The event was held at the Old Fruitmarket in Glasgow just days after it emerged that the city had claimed three spots in a poll of the best places to spot new music talent in the UK.

Mr MacLeod, founder of the Cathouse and the Garage in Glasgow city centre, said there was a danger that the new SSE Hydro arena – which staged the MOBO awards in its first month and has secured next year’s MTV awards – was promoted at the expense of “grass-roots” music and wants more public funding for live music in the city.

He would like Sauchiehall Street in Glasgow – home to a string of live music venues as varied as Nice & Sleazy and the Royal Concert Hall – to be heavily promoted at home and abroad as the nation’s “entertainment mile”.

Mr MacLeod told The Scotsman: “The awards are a hot ticket and we always get a good turn-out of acts. But to me it is still one step away from becoming something special. I’m very disappointed we don’t have television coverage of the event at the moment. The industry is actually in a healthy state at the moment.

“I’d compare Glasgow with Edinburgh, which has got this title as a festival city now, but it took a long time for it to get the backing to make it what it is today. It took many, many decades.

“Live music is one of the biggest industries that we have but there should be a lot more public funding and help than we get at the moment. It’s all very well having the pinnacle of the Hydro if we are not supporting the grass-roots.

“I see that gradually changing, with things like Creative Scotland supporting the Scottish Album of the Year Awards, but the Scottish Music Awards should be right up there in the calendar of EventScotland and VisitScotland.

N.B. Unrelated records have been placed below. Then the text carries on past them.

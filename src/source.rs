//! Message source adapter over the local SQLite message store.
//!
//! The store is the macOS Messages database (`chat.db`), opened read-only for
//! the duration of a single fetch and released when the query completes, so
//! no long-lived handle contends with the owning application. The query
//! applies a coarse recall pre-filter (inbound, non-empty, digit-bearing
//! text) before the classifier sees anything; the classifier re-validates and
//! must not rely on it.

use crate::error::{Error, Result};
use crate::message::{Message, ReadState};
use chrono::{DateTime, NaiveDateTime, Utc};
use rusqlite::{Connection, OpenFlags};
use std::path::{Path, PathBuf};
use tracing::{debug, instrument, warn};

/// Seconds between the Unix epoch and the store's 2001-01-01 reference date.
const APPLE_EPOCH_OFFSET_SECS: i64 = 978_307_200;

/// Windowed query over the store.
///
/// The digit pre-filter accepts any run of 3-8 consecutive digits plus the
/// hyphenated 3-3 shape; it is a recall filter, not a substitute for
/// classification. The receive-time bound is a parameter computed by the
/// caller, compared strictly, so a message exactly one window old falls
/// outside it.
const RECENT_MESSAGES_QUERY: &str = "\
select
    message.ROWID,
    message.date_read,
    message.is_read,
    ifnull(handle.uncanonicalized_id, chat.chat_identifier) as sender,
    message.service,
    datetime(message.date / 1000000000 + 978307200, 'unixepoch', 'localtime') as message_date,
    message.text
from
    message
        left join chat_message_join
                on chat_message_join.message_id = message.ROWID
        left join chat
                on chat.ROWID = chat_message_join.chat_id
        left join handle
                on message.handle_id = handle.ROWID
where
    message.is_from_me = 0
    and message.text is not null
    and length(message.text) > 0
    and (
        message.text glob '*[0-9][0-9][0-9]*'
        or message.text glob '*[0-9][0-9][0-9][0-9]*'
        or message.text glob '*[0-9][0-9][0-9][0-9][0-9]*'
        or message.text glob '*[0-9][0-9][0-9][0-9][0-9][0-9]*'
        or message.text glob '*[0-9][0-9][0-9]-[0-9][0-9][0-9]*'
        or message.text glob '*[0-9][0-9][0-9][0-9][0-9][0-9][0-9]*'
        or message.text glob '*[0-9][0-9][0-9][0-9][0-9][0-9][0-9][0-9]*'
    )
    and message.date > ?1
order by
    message.date desc
limit ?2";

/// Read-only adapter over the message store.
///
/// # Example
///
/// ```no_run
/// use sms_otp::source::SmsSource;
///
/// # async fn example() -> sms_otp::Result<()> {
/// let source = SmsSource::new("/Users/me/Library/Messages/chat.db");
/// let messages = source.fetch_recent(15, 100).await?;
/// # Ok(())
/// # }
/// ```
#[derive(Debug, Clone)]
pub struct SmsSource {
    db_path: PathBuf,
}

impl SmsSource {
    /// Creates an adapter for the store at `db_path`. Nothing is opened until
    /// the first fetch.
    #[must_use]
    pub fn new(db_path: impl Into<PathBuf>) -> Self {
        Self {
            db_path: db_path.into(),
        }
    }

    /// The configured store path.
    #[must_use]
    pub fn db_path(&self) -> &Path {
        &self.db_path
    }

    /// Fetches recent inbound, digit-bearing messages, newest first.
    ///
    /// This is the pipeline's only suspension point; the SQLite work runs on
    /// the blocking thread pool and the connection is dropped before the
    /// future resolves.
    ///
    /// # Errors
    ///
    /// Returns [`Error::AccessDenied`] when the store cannot be opened due to
    /// OS permission restrictions, and store/query variants for any other
    /// failure.
    #[instrument(
        name = "SmsSource::fetch_recent",
        skip(self),
        fields(db_path = %self.db_path.display())
    )]
    pub async fn fetch_recent(&self, lookback_minutes: u32, limit: u32) -> Result<Vec<Message>> {
        let path = self.db_path.clone();
        let cutoff = cutoff_apple_ns(Utc::now(), lookback_minutes);

        let messages =
            tokio::task::spawn_blocking(move || fetch_blocking(&path, cutoff, limit))
                .await
                .map_err(|source| Error::FetchTask { source })??;

        debug!(row_count = messages.len(), "fetched recent messages");
        Ok(messages)
    }
}

/// Converts the window start to the store's nanoseconds-since-2001 scale.
///
/// Used with a strict greater-than comparison: a message timestamped exactly
/// at the cutoff is excluded.
fn cutoff_apple_ns(now: DateTime<Utc>, lookback_minutes: u32) -> i64 {
    let window_start = now - chrono::Duration::minutes(i64::from(lookback_minutes));
    (window_start.timestamp() - APPLE_EPOCH_OFFSET_SECS).saturating_mul(1_000_000_000)
}

/// Opens the store read-only and runs the windowed query.
fn fetch_blocking(path: &Path, cutoff_ns: i64, limit: u32) -> Result<Vec<Message>> {
    probe_readable(path)?;

    let conn = Connection::open_with_flags(path, OpenFlags::SQLITE_OPEN_READ_ONLY)
        .map_err(|source| Error::from_open_failure(path.to_path_buf(), source))?;

    let mut statement = conn
        .prepare(RECENT_MESSAGES_QUERY)
        .map_err(|source| Error::Query { source })?;

    let rows = statement
        .query_map((cutoff_ns, i64::from(limit)), map_row)
        .map_err(|source| Error::Query { source })?;

    let mut messages = Vec::new();
    for row in rows {
        match row {
            Ok(message) => messages.push(message),
            // Malformed rows are logged and skipped rather than failing the
            // whole fetch.
            Err(e) => warn!(error = %e, "failed to read message row, skipping"),
        }
    }

    Ok(messages)
}

/// Maps one query row to a [`Message`].
fn map_row(row: &rusqlite::Row<'_>) -> rusqlite::Result<Message> {
    let rowid: i64 = row.get(0)?;
    let date_read: Option<i64> = row.get(1)?;
    let is_read: Option<i64> = row.get(2)?;
    let sender: Option<String> = row.get(3)?;
    let service: Option<String> = row.get(4)?;
    let message_date: Option<String> = row.get(5)?;
    let body: String = row.get(6)?;

    Ok(Message {
        id: rowid.to_string(),
        sender: sender.unwrap_or_default(),
        service: service.unwrap_or_default(),
        received_at: message_date.as_deref().and_then(parse_local_timestamp),
        body,
        read: ReadState::from_store(is_read, date_read),
    })
}

/// Parses the store's local-time `YYYY-MM-DD HH:MM:SS` string; anything else
/// yields `None` and the message sorts as older than any timestamped one.
fn parse_local_timestamp(text: &str) -> Option<NaiveDateTime> {
    NaiveDateTime::parse_from_str(text, "%Y-%m-%d %H:%M:%S").ok()
}

/// Distinguishes OS permission failures from other open errors before SQLite
/// gets involved, since SQLite folds both into a generic cannot-open code.
fn probe_readable(path: &Path) -> Result<()> {
    match std::fs::File::open(path) {
        Ok(_) => Ok(()),
        Err(e) if e.kind() == std::io::ErrorKind::PermissionDenied => Err(Error::AccessDenied {
            path: path.to_path_buf(),
        }),
        // Missing files and the rest fall through to the SQLite open, which
        // reports them with more context.
        Err(_) => Ok(()),
    }
}

#[cfg(test)]
mod tests {
    use super::*;
    use chrono::TimeZone;

    #[test]
    fn test_cutoff_boundary_is_exclusive() {
        let now = Utc.with_ymd_and_hms(2022, 8, 2, 22, 15, 0).unwrap();
        let cutoff = cutoff_apple_ns(now, 15);

        // A message exactly 15 minutes old carries this store timestamp and
        // must fail the strict comparison.
        let exactly_window_old =
            (now.timestamp() - 15 * 60 - APPLE_EPOCH_OFFSET_SECS) * 1_000_000_000;
        assert!(!(exactly_window_old > cutoff));

        // One second newer passes.
        let just_inside = exactly_window_old + 1_000_000_000;
        assert!(just_inside > cutoff);
    }

    #[test]
    fn test_cutoff_scales_with_window() {
        let now = Utc.with_ymd_and_hms(2022, 8, 2, 22, 0, 0).unwrap();
        let narrow = cutoff_apple_ns(now, 15);
        let wide = cutoff_apple_ns(now, 60);
        assert!(wide < narrow);
        assert_eq!(narrow - wide, 45 * 60 * 1_000_000_000);
    }

    #[test]
    fn test_parse_local_timestamp() {
        let parsed = parse_local_timestamp("2022-08-02 22:51:48").unwrap();
        assert_eq!(parsed.format("%Y-%m-%d %H:%M:%S").to_string(), "2022-08-02 22:51:48");

        assert!(parse_local_timestamp("not a date").is_none());
        assert!(parse_local_timestamp("").is_none());
    }

    #[test]
    fn test_probe_missing_file_defers_to_sqlite() {
        // A missing file is not a permission problem; the probe passes and
        // the SQLite open reports it.
        assert!(probe_readable(Path::new("/nonexistent/chat.db")).is_ok());
    }
}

“They really need to drum up the whole industry more.”

An official report on the music scene, published in September by Creative Scotland, found that more than 10,000 people worked in the sector, including 400 music-related businesses, while official figures show there are currently 130 gigs on in Glasgow on an average week, with the live music scene believed to be worth £75 million to the city’s economy every year.

But the independent study also called for a national music policy to be instigated and said the government “paid little attention” to the needs of the sector.

Mike Cantlay, chairman of VisitScotland said: “Music events are hugely important to Scotland, not just for social and cultural reasons, but also in terms of economic value.

“A recent report from VisitBritain showed that over 1.4 million people attended music events in Scotland in 2012, with music tourism contributing a staggering £150 million to the Scottish economy.

“VisitScotland and EventScotland support both small and large music festivals, events and awards across the country from the Wickerman Festival in Dumfries to Celtic Connections in Glasgow and many, many more.

“The SSE Hydro is a magnificent new venue for Glasgow and Scotland and the MTV announcement endorses this, but smaller events and venues are of equal importance and we will continue to support them as part of Scotland’s vibrant and diverse music culture throughout Homecoming 2014 and beyond.”

Scottish culture secretary Fiona Hyslop, who attended Saturday’s awards, said: “It would be fantastic if the Scottish Music Awards were televised.

“You have the best talent and there is a great vibe. The event is a snapshot and reflection of all that’s best about Scotland’s music scene.

“It’s a statement of the moment which covers a whole range of different music.”